Clear Channel UK partners with the University of the West of England’s New Wave collective to amplify LGBTQIA+ voices

An exhibition featuring artwork by students from UWE Bristol’s School of Arts, is now on display on 21 of our digital screens across Bristol.

Exploring various themes from across the LGBTQIA+ community, including the changing language around loneliness across age groups and queer love, students collaborated to create 2D works of art that incorporate their artistic flare. The artwork will be displayed around the city of Bristol until the end of the year, creating a public art gallery for passersby to enjoy while on the go.  

As one of the UK’s leading Out of Home media and infrastructure companies, we’re a very physical part of the communities we serve. This means not only acting as a Platform for Brands but as a Platform for Good, working with organisations to support powerful campaigns, that promote causes that matter. We see this as a privilege and hope that by amplifying these voices we help create a more understanding world. 

Continue reading below to discover more about what these students hope to convey in their own words. 


By Aria Scaramagli & Simone Marconi   

Through a visual representation of abstract matters, such as feelings and emotions tied to loneliness and its side effects, the artwork speaks to the viewers with an intrinsic language that evokes a precise state of mind.

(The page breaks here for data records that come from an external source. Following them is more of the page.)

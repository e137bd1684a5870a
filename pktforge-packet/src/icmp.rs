//! ICMP and ICMPv6 message construction and parsing
//!
//! Both versions share one layout: type, code, checksum and a type-specific
//! body. Messages are told apart by their (type, code) pair, named through a
//! [`TypeCodeRegistry`] rather than by separate structures.
//!
//! ICMPv4 checksums cover the message alone; ICMPv6 checksums also cover the
//! IPv6 pseudo-header.

use crate::checksum::{
    checksum_excluding, transport_checksum, validate_checksum, validate_transport_checksum,
    PseudoHeader,
};
use crate::packet::{check_attach, check_depth, checked_range, require_len, Packet, PacketKind};
use crate::registry::TypeCodeRegistry;
use bytes::{BufMut, BytesMut};
use pktforge_core::{ip_protocols, Result};
use std::any::Any;
use std::fmt;
use tracing::{debug, trace};

/// Which ICMP the message belongs to
#[derive(Debug, Clone, Copy, PartialEq, Eq, Hash)]
pub enum IcmpVersion {
    V4,
    V6,
}

impl IcmpVersion {
    pub fn echo_request_type(self) -> u8 {
        match self {
            IcmpVersion::V4 => 8,
            IcmpVersion::V6 => 128,
        }
    }

    pub fn echo_reply_type(self) -> u8 {
        match self {
            IcmpVersion::V4 => 0,
            IcmpVersion::V6 => 129,
        }
    }
}

/// ICMP or ICMPv6 message
#[derive(Debug)]
pub struct Icmp {
    version: IcmpVersion,
    message_type: u8,
    code: u8,
    checksum: u16,
    name: Option<String>,
    body: Vec<u8>,
    pseudo_header: Option<PseudoHeader>,
    payload: Option<Box<dyn Packet>>,
}

impl Icmp {
    /// Type, code and checksum
    pub const HEADER_LENGTH: usize = 4;

    const CHECKSUM_OFFSET: usize = 2;

    /// Create a message with an empty body
    pub fn new(version: IcmpVersion, message_type: u8, code: u8) -> Self {
        Icmp {
            version,
            message_type,
            code,
            checksum: 0,
            name: None,
            body: Vec::new(),
            pseudo_header: None,
            payload: None,
        }
    }

    /// Create a message named after its entry in `registry`
    ///
    /// Unregistered pairs are still accepted and display as unnamed.
    pub fn new_registered(
        registry: &TypeCodeRegistry,
        version: IcmpVersion,
        message_type: u8,
        code: u8,
    ) -> Self {
        Self::new(version, message_type, code).named_from(registry)
    }

    /// Create ICMP Echo Request (Ping)
    ///
    /// The message is unnamed until [`Icmp::named_from`] resolves it.
    pub fn echo_request(version: IcmpVersion, id: u16, seq: u16, data: &[u8]) -> Self {
        Self::echo(version, version.echo_request_type(), id, seq, data)
    }

    /// Create ICMP Echo Reply
    pub fn echo_reply(version: IcmpVersion, id: u16, seq: u16, data: &[u8]) -> Self {
        Self::echo(version, version.echo_reply_type(), id, seq, data)
    }

    fn echo(version: IcmpVersion, message_type: u8, id: u16, seq: u16, data: &[u8]) -> Self {
        let mut body = Vec::with_capacity(4 + data.len());
        body.extend_from_slice(&id.to_be_bytes());
        body.extend_from_slice(&seq.to_be_bytes());
        body.extend_from_slice(data);
        Self::new(version, message_type, 0).with_body(body)
    }

    /// Parse a message; everything after the first four bytes is the body
    pub fn from_bytes(version: IcmpVersion, data: &[u8]) -> Result<Self> {
        require_len("ICMP", data, Self::HEADER_LENGTH)?;
        Ok(Icmp {
            version,
            message_type: data[0],
            code: data[1],
            checksum: u16::from_be_bytes([data[2], data[3]]),
            name: None,
            body: data[Self::HEADER_LENGTH..].to_vec(),
            pseudo_header: None,
            payload: None,
        })
    }

    /// Parse `length` bytes of `data` starting at `offset`
    pub fn new_instance(
        version: IcmpVersion,
        data: &[u8],
        offset: usize,
        length: usize,
    ) -> Result<Self> {
        Self::from_bytes(version, checked_range(data, offset, length)?)
    }

    pub fn version(&self) -> IcmpVersion {
        self.version
    }

    pub fn message_type(&self) -> u8 {
        self.message_type
    }

    pub fn code(&self) -> u8 {
        self.code
    }

    pub fn checksum(&self) -> u16 {
        self.checksum
    }

    /// Registered name of the (type, code) pair, when known
    pub fn name(&self) -> Option<&str> {
        self.name.as_deref()
    }

    pub fn body(&self) -> &[u8] {
        &self.body
    }

    fn is_echo(&self) -> bool {
        self.code == 0
            && (self.message_type == self.version.echo_request_type()
                || self.message_type == self.version.echo_reply_type())
            && self.body.len() >= 4
    }

    /// Identifier of an echo request or reply
    pub fn echo_identifier(&self) -> Option<u16> {
        self.is_echo()
            .then(|| u16::from_be_bytes([self.body[0], self.body[1]]))
    }

    /// Sequence number of an echo request or reply
    pub fn echo_sequence(&self) -> Option<u16> {
        self.is_echo()
            .then(|| u16::from_be_bytes([self.body[2], self.body[3]]))
    }

    /// Change the type; the name no longer applies and is dropped
    pub fn with_type(mut self, message_type: u8) -> Self {
        if message_type != self.message_type {
            self.name = None;
        }
        self.message_type = message_type;
        self
    }

    /// Change the code; the name no longer applies and is dropped
    pub fn with_code(mut self, code: u8) -> Self {
        if code != self.code {
            self.name = None;
        }
        self.code = code;
        self
    }

    /// Take the name of the current (type, code) pair from `registry`
    pub fn named_from(mut self, registry: &TypeCodeRegistry) -> Self {
        self.name = registry
            .lookup(self.message_type, self.code)
            .map(|descriptor| descriptor.name);
        self
    }

    /// Set the type-specific part of the message
    pub fn with_body(mut self, body: Vec<u8>) -> Self {
        self.body = body;
        self
    }

    /// Override the checksum; recomputed on build
    pub fn with_checksum(mut self, checksum: u16) -> Self {
        self.checksum = checksum;
        self
    }

    /// Addresses for the ICMPv6 checksum when no enclosing IPv6 layer
    /// supplies them
    pub fn with_pseudo_header(mut self, pseudo: PseudoHeader) -> Self {
        self.pseudo_header = Some(pseudo);
        self
    }

    /// Attach `inner` after the body
    pub fn with_payload<P: Packet>(mut self, inner: P) -> Result<Self> {
        self.set_payload(Box::new(inner))?;
        Ok(self)
    }

    /// Checksum of the whole message with the checksum field taken as zero.
    ///
    /// ICMPv6 needs `pseudo`; without it `None` is returned.
    pub fn compute_checksum(&self, pseudo: Option<&PseudoHeader>) -> Option<u16> {
        let bytes = self.to_bytes();
        match self.version {
            IcmpVersion::V4 => Some(checksum_excluding(&bytes, Self::CHECKSUM_OFFSET)),
            IcmpVersion::V6 => {
                let pseudo = pseudo?;
                let mut zeroed = bytes;
                zeroed[Self::CHECKSUM_OFFSET..Self::CHECKSUM_OFFSET + 2].fill(0);
                Some(transport_checksum(pseudo, ip_protocols::ICMPV6, &zeroed))
            }
        }
    }

    /// Check the stored checksum; ICMPv6 messages fail without `pseudo`
    pub fn verify_checksum(&self, pseudo: Option<&PseudoHeader>) -> bool {
        let bytes = self.to_bytes();
        match (self.version, pseudo) {
            (IcmpVersion::V4, _) => validate_checksum(&bytes),
            (IcmpVersion::V6, Some(pseudo)) => {
                validate_transport_checksum(pseudo, ip_protocols::ICMPV6, &bytes)
            }
            (IcmpVersion::V6, None) => false,
        }
    }
}

impl Packet for Icmp {
    fn kind(&self) -> PacketKind {
        match self.version {
            IcmpVersion::V4 => PacketKind::Icmp,
            IcmpVersion::V6 => PacketKind::Icmpv6,
        }
    }

    fn header_len(&self) -> usize {
        Self::HEADER_LENGTH + self.body.len()
    }

    fn write_header(&self, buf: &mut BytesMut) {
        buf.put_u8(self.message_type);
        buf.put_u8(self.code);
        buf.put_u16(self.checksum);
        buf.put_slice(&self.body);
    }

    fn payload(&self) -> Option<&dyn Packet> {
        self.payload.as_deref()
    }

    fn payload_mut(&mut self) -> Option<&mut (dyn Packet + 'static)> {
        self.payload.as_deref_mut()
    }

    fn set_payload(&mut self, inner: Box<dyn Packet>) -> Result<()> {
        check_attach(inner.as_ref())?;
        self.payload = Some(inner);
        Ok(())
    }

    fn take_payload(&mut self) -> Option<Box<dyn Packet>> {
        self.payload.take()
    }

    fn build_with(&mut self, pseudo: Option<&PseudoHeader>) -> Result<()> {
        check_depth(self)?;
        if let Some(inner) = self.payload.as_deref_mut() {
            inner.build_with(None)?;
        }

        let pseudo = pseudo.copied().or(self.pseudo_header);
        match self.compute_checksum(pseudo.as_ref()) {
            Some(checksum) => {
                self.checksum = checksum;
                trace!(kind = %self.kind(), checksum, "built ICMP header");
            }
            None => {
                debug!("no pseudo-header available, ICMPv6 checksum left unchanged");
            }
        }
        Ok(())
    }

    fn as_any(&self) -> &dyn Any {
        self
    }
}

impl fmt::Display for Icmp {
    fn fmt(&self, f: &mut fmt::Formatter<'_>) -> fmt::Result {
        write!(
            f,
            "{}[type={}, code={} ({}), checksum=0x{:04x}, body={}]",
            self.kind(),
            self.message_type,
            self.code,
            self.name.as_deref().unwrap_or("unnamed"),
            self.checksum,
            self.body.len()
        )
    }
}

#[cfg(test)]
mod tests {
    use super::*;
    use std::net::Ipv6Addr;

    #[test]
    fn test_echo_request() {
        let mut packet = Icmp::echo_request(IcmpVersion::V4, 1, 1, &[0x42; 32]);
        packet.build().unwrap();
        let bytes = packet.to_bytes();

        assert_eq!(bytes[0], 8);
        assert_eq!(bytes.len(), 4 + 4 + 32);
        assert!(packet.checksum() != 0);
        assert!(packet.verify_checksum(None));

        let parsed = Icmp::from_bytes(IcmpVersion::V4, &bytes).unwrap();
        assert_eq!(parsed.message_type(), 8);
        assert_eq!(parsed.echo_identifier(), Some(1));
        assert_eq!(parsed.echo_sequence(), Some(1));
        assert_eq!(parsed.to_bytes(), bytes);
    }

    #[test]
    fn test_known_echo_checksum() {
        // type 8, code 0, id 0x1234, seq 1
        let mut packet = Icmp::echo_request(IcmpVersion::V4, 0x1234, 1, &[]);
        packet.build().unwrap();
        // ~(0x0800 + 0x1234 + 0x0001) = ~0x1a35
        assert_eq!(packet.checksum(), 0xe5ca);
    }

    #[test]
    fn test_icmpv6_needs_pseudo_header() {
        let pseudo = PseudoHeader::V6 {
            source: Ipv6Addr::LOCALHOST,
            destination: Ipv6Addr::LOCALHOST,
        };
        let mut packet = Icmp::echo_reply(IcmpVersion::V6, 7, 9, b"hi");
        assert_eq!(packet.kind(), PacketKind::Icmpv6);
        assert_eq!(packet.message_type(), 129);

        packet.build().unwrap();
        assert_eq!(packet.checksum(), 0);

        packet.build_with(Some(&pseudo)).unwrap();
        assert!(packet.verify_checksum(Some(&pseudo)));
        assert!(!packet.verify_checksum(None));
    }

    #[test]
    fn test_registered_and_unnamed() {
        let registry = TypeCodeRegistry::icmpv6();
        let named = Icmp::new_registered(&registry, IcmpVersion::V6, 135, 0);
        assert_eq!(named.name(), Some("Neighbor solicitation"));

        let unnamed = Icmp::new_registered(&registry, IcmpVersion::V6, 250, 3);
        assert_eq!(unnamed.name(), None);
        assert!(unnamed.to_string().contains("unnamed"));
    }

    #[test]
    fn test_echo_name_comes_from_registry() {
        let registry = TypeCodeRegistry::icmpv4();
        let packet = Icmp::echo_request(IcmpVersion::V4, 1, 1, &[]);
        assert_eq!(packet.name(), None);

        registry.register(8, 0, "Custom");
        let packet = packet.named_from(&registry);
        assert_eq!(packet.name(), Some("Custom"));

        let reply = Icmp::echo_reply(IcmpVersion::V4, 1, 1, &[]).named_from(&registry);
        assert_eq!(reply.name(), Some("Echo reply"));
    }

    #[test]
    fn test_changing_type_or_code_drops_name() {
        let registry = TypeCodeRegistry::icmpv4();
        let packet = Icmp::echo_request(IcmpVersion::V4, 1, 1, &[]).named_from(&registry);

        let same = packet.with_type(8).with_code(0);
        assert_eq!(same.name(), Some("Echo request"));

        let retyped = same.with_type(3);
        assert_eq!(retyped.name(), None);
        assert!(retyped.to_string().contains("code=0 (unnamed)"));

        let recoded = Icmp::new_registered(&registry, IcmpVersion::V4, 3, 1).with_code(3);
        assert_eq!(recoded.name(), None);
        assert_eq!(
            recoded.named_from(&registry).name(),
            Some("Port unreachable")
        );
    }

    #[test]
    fn test_non_echo_has_no_identifier() {
        let packet = Icmp::new(IcmpVersion::V4, 3, 3).with_body(vec![0; 4]);
        assert_eq!(packet.echo_identifier(), None);
    }

    #[test]
    fn test_too_short() {
        assert!(Icmp::from_bytes(IcmpVersion::V4, &[8, 0, 0]).is_err());
    }
}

Using a dichromatic pattern of lines together with full and empty spaces, recalling a sense of nostalgia and hope, attempting to communicate with the passers-by sending an unexplicit message to the community: Loneliness is all around us. 

Due to the juvenile nature of the city, the issue does not seem relevant or diffused, but by  digging deeper into the data, we can discover there are 48,523 elderly individuals living alone in Bristol. Inspiring the onlookers to pause and reflect on the artwork, they highlight that not all that glitters is gold; loneliness, as the artwork, is not intelligible at first glance but is profound and recurrent over the long term. 

Lines and shapes recall urban nettings and immaterial borders. Almost like a neuronal network, the design links the most pungent marks with the softer ones, portraying the struggle that solitude entails, and simulating awareness and conversations around it.



By Abbie Rayner 

I chose to celebrate the LGBTQIA+ community with this piece. The LGBTQIA+ community provides me and so many others with the safety that we deserve, and yet LGBTQIA+ individuals continue to be marginalised and discriminated against within the UK and across the world. Much progress has been made but there is so much more to be done, and I hope that this portrait existing in a public setting will help to destigmatise what it means to be LGBTQIA+.”


By Rhian Lister, Angelina Morris, Molly Wilson & Sasha Fowler 

We focussed our project on the community in Bristol. Taking visual snippets from the local mark-making and graffiti that we see around us every day, the vibrancy of our city, whilst also depicting our own identities and the array of individuality that exists within Bristol. Inspired by the Welsh phrase “Yma O Hyd”, which translates to “We Are Here”.